Work required: Quote the listing below word for word, stopping after the line that contains "use crate::hub::FrameHub;".

Data for analysis:
- - -

use std::sync::Arc;
use std::time::Duration;
use tokio::io::{AsyncRead, AsyncReadExt};
use tokio::task::JoinHandle;
use tracing::{info, warn, error, debug};

use crate::config::{CameraConfig, StreamConfig};
use crate::errors::Result;
use crate::frame::FrameExtractor;
use crate::hub::FrameHub;
use crate::producer::{ProducerExit, ProducerLauncher, ProducerProcess};
use crate::settings::StreamSettings;
use crate::utils::lossy_prefix;

/// Owns the one producer process and its extraction task.
///
/// Not synchronised on its own: the stream manager keeps it behind its mutex,
/// which is what guarantees a single live producer.
pub struct ProcessSupervisor {
    launcher: Arc<dyn ProducerLauncher>,
    hub: Arc<FrameHub>,
    camera: CameraConfig,
    stop_grace: Duration,
    kill_grace: Duration,
    diagnostic_bytes: usize,
    current: Option<RunningProducer>,
}

struct RunningProducer {
    process: Box<dyn ProducerProcess>,
    reader: JoinHandle<()>,
    generation: u64,
}

impl ProcessSupervisor {
    pub fn new(
        launcher: Arc<dyn ProducerLauncher>,
        hub: Arc<FrameHub>,
        camera: CameraConfig,
        stream: &StreamConfig,
    ) -> Self {
        Self {
            launcher,
            hub,
            camera,
            stop_grace: stream.stop_grace,
            kill_grace: stream.kill_grace,
            diagnostic_bytes: stream.diagnostic_bytes,
            current: None,
        }
    }

    pub fn program(&self) -> &str {
        &self.camera.stream_command
    }

    #[cfg(test)]
    pub fn has_process(&self) -> bool {
        self.current.is_some()
    }

    pub fn generation(&self) -> Option<u64> {
        self.current.as_ref().map(|p| p.generation)
    }

    /// Replace any running producer with one built from `settings`.
    ///
    /// Returns as soon as the process is spawned; the caller watches the hub
    /// for the first frame. The new generation is marked live before the old
    /// process is torn down so stream clients ride through a restart.
    pub async fn launch(&mut self, settings: &StreamSettings) -> Result<u64> {
        let generation = self.hub.begin_generation();
        self.teardown().await;
        self.hub.clear_frame();

        let program = self.camera.stream_command.clone();
        let args = settings.stream_args(&self.camera);
        info!("Launching {} {}", program, args.join(" "));

        let spawned = match self.launcher.launch(&program, &args) {
            Ok(spawned) => spawned,
            Err(e) => {
                error!("{}", e);
                self.hub.mark_down();
                return Err(e);
            }
        };

        debug!("{} generation {} has pid {:?}", program, generation, spawned.process.id());
        let reader = tokio::spawn(extract_frames(
            spawned.output,
            self.hub.clone(),
            generation,
            self.camera.chunk_read_size,
        ));

        self.current = Some(RunningProducer {
            process: spawned.process,
            reader,
            generation,
        });
        Ok(generation)
    }

    /// Stop the producer, if any. Returns whether there was one.
    pub async fn stop(&mut self) -> bool {
        let stopped = self.teardown().await;
        self.hub.mark_down();
        stopped
    }

    /// Exit status of the current producer if it has already died.
    pub fn poll_exit(&mut self) -> Option<ProducerExit> {
        let running = self.current.as_mut()?;
        match running.process.try_wait() {
            Ok(exit) => exit,
            Err(e) => {
                warn!("Could not poll {}: {}", self.camera.stream_command, e);
                None
            }
        }
    }

    /// Leading stderr of the current producer, decoded leniently.
    pub async fn diagnostics(&mut self) -> String {
        match self.current.as_mut() {
            Some(running) => lossy_prefix(&running.process.diagnostics().await, self.diagnostic_bytes),
            None => String::new(),
        }
    }

    // Graceful stop, then forced, then drop the handle and the reader
    async fn teardown(&mut self) -> bool {
        let Some(mut running) = self.current.take() else {
            return false;
        };
        let program = &self.camera.stream_command;

        match running.process.try_wait() {
            Ok(Some(exit)) => {
                debug!("{} (generation {}) had already exited ({})", program, running.generation, exit);
            }
            _ => {
                if let Err(e) = running.process.terminate() {
                    warn!("Failed to signal {}: {}", program, e);
                }
                match tokio::time::timeout(self.stop_grace, running.process.wait()).await {
                    Ok(Ok(exit)) => info!("{} stopped (exit {})", program, exit),
                    Ok(Err(e)) => warn!("Error waiting for {}: {}", program, e),
                    Err(_) => {
                        warn!("{} ignored SIGTERM for {:?}, killing", program, self.stop_grace);
                        if let Err(e) = running.process.kill() {
                            warn!("Failed to kill {}: {}", program, e);
                        }
                        match tokio::time::timeout(self.kill_grace, running.process.wait()).await {
                            Ok(Ok(exit)) => info!("{} killed (exit {})", program, exit),
                            Ok(Err(e)) => warn!("Error waiting for killed {}: {}", program, e),
                            Err(_) => error!("{} still alive {:?} after SIGKILL", program, self.kill_grace),
                        }
                    }
                }
            }
        }

        running.reader.abort();
        let _ = running.reader.await;
        true
    }
}

/// Read producer output until it closes or the generation is retired,
/// publishing every complete frame. Errors just end the task; process death
/// is noticed by the supervisor's own polling.
async fn extract_frames(
    mut output: Box<dyn AsyncRead + Send + Unpin>,
    hub: Arc<FrameHub>,
    generation: u64,
    chunk_size: usize,
) {
    let mut extractor = FrameExtractor::new();
    let mut chunk = vec![0u8; chunk_size.max(1)];
    let mut frame_count = 0u64;

    while hub.is_current(generation) {
        let n = match output.read(&mut chunk).await {
            Ok(0) => {
                debug!("Producer output closed (generation {})", generation);
                break;
            }
            Ok(n) => n,
            Err(e) => {
                debug!("Producer output read failed (generation {}): {}", generation, e);
                break;
            }
        };

        for data in extractor.push(&chunk[..n]) {
            frame_count += 1;
            if frame_count == 1 {
                info!("First frame from producer generation {} ({} bytes)", generation, data.len());
            } else if frame_count % 100 == 0 {
                debug!("Extracted {} frames from generation {} ({} bytes pending)",
                       frame_count, generation, extractor.buffered());
            }
            hub.publish(data);
        }
    }

    if hub.producer_exited(generation) {
        info!("Producer generation {} ended after {} frames", generation, frame_count);
    }
}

- - -

Solution for this task:
use std::sync::Arc;
use std::time::Duration;
use tokio::io::{AsyncRead, AsyncReadExt};
use tokio::task::JoinHandle;
use tracing::{info, warn, error, debug};

use crate::config::{CameraConfig, StreamConfig};
use crate::errors::Result;
use crate::frame::FrameExtractor;
use crate::hub::FrameHub;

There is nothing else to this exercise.